On completion of your programme, you will move into your permanent post with a starting salary of £44,000.

Three A levels at a minimum of BBC including maths.

Driving Licence (or working towards it)

Course

BSc Data Science - Nottingham University

Where you’ll be working

Within SP Energy Networks, we are focusing on harnessing technology and innovation to create the networks of the future. With distribution networks designed for predictable, stable demand, it’s vital we upgrade our network to create the flexibility required to cope with the extensive changes to electricity demand, generation and consumer behaviour. Through technology and innovation, we will enable a consumer-led revolution in the use and operation of our system. It will undergo the biggest changes to its design and operation for over half a century and you can be part of it.

You’ll find more information about SP Energy Networks, including details of our current projects, on our website (opens in a new window).

What you’ll be doing

Our new data, digital and communications ecosystem will generate vast increases in the volume and frequency of data collected from across our networks and assets. These systems provide data that enable us to be more proactive in how we manage our electricity networks to enable the UK's transition to Net Zero.

As a Data Analytics apprentice, you’ll work hands‑on with real-world data - from energy flow, usage, and voltage to information about our network equipment like cables, overhead lines, and switchgear. You’ll also explore business, financial, and process data that drives our operations.

Through this role, you’ll develop cutting‑edge skills in data science, learning how to turn complex data into valuable insights that inform business decisions and future strategy. Along the way, you’ll gain:

  • A solid understanding of energy networks
  • Proficiency in a range of programming languages
  • Experience applying multiple algorithm methodologies in a real industry setting

During your degree, you’ll do placements linked to your modules, providing you with the opportunity to see how your studies relate to real-life scenarios and giving you that additional dimension that you won’t get from a traditional undergraduate degree.

What’s in it for you

As part of our four-year programme, you will embark on an extraordinary journey of growth and development. Throughout the programme, you will delve into various crucial data areas such as data understanding, cataloguing, external data sharing and network management. This hands‑on experience will grant you invaluable insights into SP Energy Networks, enabling you to develop a comprehensive understanding of the industry.

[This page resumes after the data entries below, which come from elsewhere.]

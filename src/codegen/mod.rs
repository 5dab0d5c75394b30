//! Loop generation and printing.
//!
//! - [`names`]: dimension names
//! - [`block`]: statement blocks and their arena
//! - [`loops`]: the loop tree, its generation and enumeration
//! - [`program`]: building a program from statements and scatterings
//! - [`c`] and [`structure`]: printers

pub mod names;
pub mod block;
pub mod loops;
pub mod program;
pub mod c;
pub mod structure;

pub use block::{Block, BlockArena, BlockId, Statement};
pub use c::CCodeGen;
pub use loops::{Loop, LoopBody, Stride};
pub use names::Names;
pub use program::{Language, Program, ProgramInput};
pub use structure::print_structure;

/// Output format of the generator.
#[derive(Debug, Clone, Copy, PartialEq, Eq)]
pub enum Emit {
    /// C loop nest
    Code,
    /// Tree dump
    Structure,
    /// The input, re-printed in the textual format
    Input,
    /// JSON dump of the program
    Json,
}

/// Render a program in one of the text formats.
pub fn render(program: &Program, emit: Emit) -> anyhow::Result<String> {
    match emit {
        Emit::Code => Ok(CCodeGen::new(program).generate()),
        Emit::Structure => Ok(print_structure(program)),
        Emit::Json => Ok(serde_json::to_string_pretty(&program.dump())?),
        Emit::Input => anyhow::bail!("the input format is printed from a ProgramInput, not a Program"),
    }
}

One of the primary focuses of the programme is to enhance your technical skills. This will not only give you a competitive advantage but also equip you with the knowledge and capabilities required to excel in your future career.

As a Data Analytics Apprentice, you’ll enjoy a range of benefits including:

  • Starting salary of £25,950
  • A generous pension scheme where we’ll double match your contributions up to 10%
  • A broad range of flexible benefits including share incentive plans, employee discounts, charity‑matched funding and many, many more.
What you’ll bring

Studying BSc (Hons) Data Science at Nottingham University. You'll have three A levels at a minimum of BBC including maths. We can also accept an HND, HNC or Modern Apprentice in a relevant discipline. We’re taking a hybrid approach to working with your time split between university, home and office.

For this programme, you’ll also need a driving licence (or be working towards it) as you’ll need to get to different sites both during and after your training period.

Why SP Energy Networks?

We’re powering the journey to Net Zero. As one of the UK’s key electricity network operators, we’re upgrading infrastructure, embracing innovation, and helping communities transition to clean energy.

You’ll be part of a company that values diversity, inclusion, and sustainability - and supports your growth every step of the way.

How to apply

Click Apply Now and submit your application online. Need adjustments or support during the process?

To join the Apprentice Programme, you will need to be able to evidence that you hold a valid right to work in the UK for the duration of your apprenticeship programme. Check out our FAQs for more info.

Closing date: 22nd February 2026*

*We encourage candidates to submit their applications as early as possible as we reserve the right to remove this advert or close it to further applications at any point during the recruitment process.

We’re committed to inclusion

At SP Energy Networks, we welcome people of all backgrounds. We believe diverse perspectives lead to better ideas and stronger teams. Join us in building a more inclusive and sustainable future.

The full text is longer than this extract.